Malgré toute la complexité des algorithmes d’apprentissage automatique, l’objectif reste remarquablement simple : aider les plantes à mieux pousser en utilisant moins de ressources. Il s’agit d’augmenter la sagesse des générations d’agriculteurs avec une puissance de calcul qu’ils ne pourraient jamais posséder seuls.
En tant que personne qui suit les tendances technologiques depuis des décennies, j’ai appris à séparer la véritable transformation de l’engouement passager. L’IA en agriculture appartient fermement à la première catégorie. Elle ne remplace pas les agriculteurs – elle les dote d’outils pour faire face à des défis que leurs grands-parents n’auraient jamais pu imaginer.

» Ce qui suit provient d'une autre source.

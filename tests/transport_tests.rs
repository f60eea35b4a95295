//! Outbound delivery against a mock commerce counterpart.

use prometheus::Registry;
use reward_relay::{
    CircuitBreakerConfig, CounterpartConfig, ErrorCode, HttpTransport, RewardEvent, RewardSync,
    SharedSecret, Signer, SyncError, SyncStatus, Transport, TransportError, TransportMetrics,
    canonicalize, services::CircuitState, verify_signature,
};
use serde_json::json;
use std::{sync::Arc, time::Duration};
use wiremock::{
    Match, Mock, MockServer, Request, ResponseTemplate,
    matchers::{header, method, path},
};

const SYNC_PATH: &str = "/api/v1/nebula/sync-rewards";

/// Matches only requests whose headers carry a valid signature over the body
struct ValidSignature {
    secret: &'static str,
}

impl Match for ValidSignature {
    fn matches(&self, request: &Request) -> bool {
        let header_value = |name: &str| {
            request
                .headers
                .get(name)
                .and_then(|v| v.to_str().ok())
                .map(str::to_string)
        };
        let (Some(signature), Some(timestamp)) = (header_value("X-Signature"), header_value("X-Timestamp")) else {
            return false;
        };
        let Ok(timestamp) = timestamp.parse::<u64>() else {
            return false;
        };
        let Ok(event) = serde_json::from_slice::<RewardEvent>(&request.body) else {
            return false;
        };
        let Ok(canonical) = canonicalize(&event) else {
            return false;
        };

        verify_signature(self.secret.as_bytes(), &canonical, timestamp, &signature).unwrap_or(false)
    }
}

fn counterpart(server: &MockServer) -> CounterpartConfig {
    CounterpartConfig {
        request_timeout_seconds: 1,
        circuit_breaker: CircuitBreakerConfig {
            failure_threshold: 2,
            success_threshold: 1,
            open_seconds: 60,
        },
        ..CounterpartConfig::with_base_url(format!("{}/api/v1/nebula", server.uri()))
    }
}

fn reward_sync(transport: HttpTransport) -> RewardSync {
    RewardSync::new(Signer::new(SharedSecret::new("k").unwrap()), Arc::new(transport))
}

fn journal_event() -> RewardEvent {
    RewardEvent::with_transaction_id("t-1", "0xabc", 10, "wellness_journal_entry")
}

#[tokio::test]
async fn test_delivery_is_signed_patch() {
    let server = MockServer::start().await;
    Mock::given(method("PATCH"))
        .and(path(SYNC_PATH))
        .and(header("content-type", "application/json"))
        .and(ValidSignature { secret: "k" })
        .respond_with(ResponseTemplate::new(200).set_body_json(json!({
            "status": "applied",
            "transactionId": "t-1",
            "newBalance": 10,
            "appliedAt": "2023-11-14T22:13:20+00:00"
        })))
        .expect(1)
        .mount(&server)
        .await;

    let transport = HttpTransport::new(&counterpart(&server), None).unwrap();
    let ack = reward_sync(transport).sync_event(&journal_event()).await.unwrap();

    assert_eq!(ack.transaction_id, "t-1");
    assert_eq!(ack.status, SyncStatus::Applied);
    assert_eq!(ack.new_balance, Some(10));
}

#[tokio::test]
async fn test_duplicate_acknowledgement() {
    let server = MockServer::start().await;
    Mock::given(method("PATCH"))
        .and(path(SYNC_PATH))
        .respond_with(ResponseTemplate::new(200).set_body_json(json!({
            "status": "duplicate",
            "transactionId": "t-1",
            "newBalance": 10,
            "appliedAt": "2023-11-14T22:13:20+00:00"
        })))
        .mount(&server)
        .await;

    let transport = HttpTransport::new(&counterpart(&server), None).unwrap();
    let ack = reward_sync(transport).sync_event(&journal_event()).await.unwrap();
    assert!(ack.is_duplicate());
}

#[tokio::test]
async fn test_structured_rejection_becomes_remote_rejected() {
    let server = MockServer::start().await;
    Mock::given(method("PATCH"))
        .and(path(SYNC_PATH))
        .respond_with(ResponseTemplate::new(401).set_body_json(json!({
            "status": "rejected",
            "error": "signature_mismatch",
            "message": "signature does not match payload"
        })))
        .mount(&server)
        .await;

    let transport = HttpTransport::new(&counterpart(&server), None).unwrap();
    let err = reward_sync(transport).sync_event(&journal_event()).await.unwrap_err();

    match &err {
        SyncError::RemoteRejected { code, message, transaction_id } => {
            assert_eq!(*code, ErrorCode::SignatureMismatch);
            assert_eq!(message, "signature does not match payload");
            assert_eq!(transaction_id, "t-1");
        }
        other => panic!("unexpected error: {other:?}"),
    }
    assert!(!err.is_retriable());
}

#[tokio::test]
async fn test_unstructured_error_status() {
    let server = MockServer::start().await;
    Mock::given(method("PATCH"))
        .respond_with(ResponseTemplate::new(503).set_body_string("upstream down"))
        .mount(&server)
        .await;

    let transport = HttpTransport::new(&counterpart(&server), None).unwrap();
    let err = transport
        .deliver(&Signer::new(SharedSecret::new("k").unwrap()).sign(journal_event()).unwrap())
        .await
        .unwrap_err();

    match err {
        TransportError::UnexpectedStatus { status, body } => {
            assert_eq!(status, 503);
            assert_eq!(body, "upstream down");
        }
        other => panic!("unexpected error: {other:?}"),
    }
}

#[tokio::test]
async fn test_success_status_with_foreign_body_is_invalid_response() {
    let server = MockServer::start().await;
    Mock::given(method("PATCH"))
        .respond_with(ResponseTemplate::new(200).set_body_string("<html>ok</html>"))
        .mount(&server)
        .await;

    let transport = HttpTransport::new(&counterpart(&server), None).unwrap();
    let err = reward_sync(transport).sync_event(&journal_event()).await.unwrap_err();
    assert!(matches!(err, SyncError::Transport(TransportError::InvalidResponse(_))));
    assert!(!err.is_retriable());
}

#[tokio::test]
async fn test_slow_counterpart_times_out() {
    let server = MockServer::start().await;
    Mock::given(method("PATCH"))
        .respond_with(
            ResponseTemplate::new(200)
                .set_body_json(json!({"status": "applied"}))
                .set_delay(Duration::from_secs(3)),
        )
        .mount(&server)
        .await;

    let transport = HttpTransport::new(&counterpart(&server), None).unwrap();
    let err = reward_sync(transport).sync_event(&journal_event()).await.unwrap_err();
    assert!(matches!(err, SyncError::Transport(TransportError::Timeout(_))));
    assert!(err.is_retriable());
}

#[tokio::test]
async fn test_unreachable_counterpart_is_network_error() {
    // Nothing listens on the discard port
    let config = CounterpartConfig::with_base_url("http://127.0.0.1:9/api/v1/nebula");
    let transport = HttpTransport::new(&config, None).unwrap();

    let err = reward_sync(transport).sync_event(&journal_event()).await.unwrap_err();
    assert!(matches!(err, SyncError::Transport(TransportError::Network(_))));
    assert!(err.is_retriable());
}

#[tokio::test]
async fn test_circuit_opens_after_consecutive_failures() {
    let server = MockServer::start().await;
    Mock::given(method("PATCH"))
        .respond_with(ResponseTemplate::new(500))
        .mount(&server)
        .await;

    let registry = Registry::new();
    let metrics = TransportMetrics::new(&registry).unwrap();
    let transport = Arc::new(HttpTransport::new(&counterpart(&server), Some(metrics.clone())).unwrap());
    let sync = RewardSync::new(Signer::new(SharedSecret::new("k").unwrap()), transport.clone());

    for _ in 0..2 {
        let err = sync.sync_event(&journal_event()).await.unwrap_err();
        assert!(matches!(err, SyncError::Transport(TransportError::UnexpectedStatus { status: 500, .. })));
    }
    assert_eq!(transport.circuit_state(), CircuitState::Open);

    let err = sync.sync_event(&journal_event()).await.unwrap_err();
    assert!(matches!(err, SyncError::Transport(TransportError::CircuitOpen(_))));

    // The open circuit never reached the counterpart
    let received = server.received_requests().await.unwrap();
    assert_eq!(received.len(), 2);

    let destination = transport.endpoint().host_str().unwrap().to_string();
    assert_eq!(
        metrics
            .requests_total
            .with_label_values(&[destination.as_str(), "circuit_open"])
            .get(),
        1.0
    );
    assert_eq!(
        metrics
            .circuit_breaker_state
            .with_label_values(&[destination.as_str()])
            .get(),
        1.0
    );
}

#[tokio::test]
async fn test_retry_reuses_transaction_id_with_fresh_signature() {
    let server = MockServer::start().await;
    Mock::given(method("PATCH"))
        .respond_with(ResponseTemplate::new(200).set_body_json(json!({
            "status": "duplicate",
            "transactionId": "t-1"
        })))
        .mount(&server)
        .await;

    let transport = HttpTransport::new(&counterpart(&server), None).unwrap();
    let sync = reward_sync(transport);
    let event = journal_event();

    sync.sync_event(&event).await.unwrap();
    tokio::time::sleep(Duration::from_millis(1100)).await;
    sync.sync_event(&event).await.unwrap();

    let received = server.received_requests().await.unwrap();
    assert_eq!(received.len(), 2);

    let bodies: Vec<RewardEvent> = received
        .iter()
        .map(|r| serde_json::from_slice(&r.body).unwrap())
        .collect();
    assert_eq!(bodies[0], bodies[1]);
    assert_ne!(
        received[0].headers.get("X-Timestamp"),
        received[1].headers.get("X-Timestamp")
    );
    assert_ne!(
        received[0].headers.get("X-Signature"),
        received[1].headers.get("X-Signature")
    );
}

L’ancienne pratique consistant à faire pousser de la nourriture à partir du sol est en train d’être repensée pour une ère de mégadonnées et d’incertitude climatique. Et bien qu’aucune technologie ne puisse garantir la sécurité alimentaire dans un avenir imprévisible, l’IA offre quelque chose d’inestimable : l’adaptation à la vitesse et à l’échelle que le moment exige.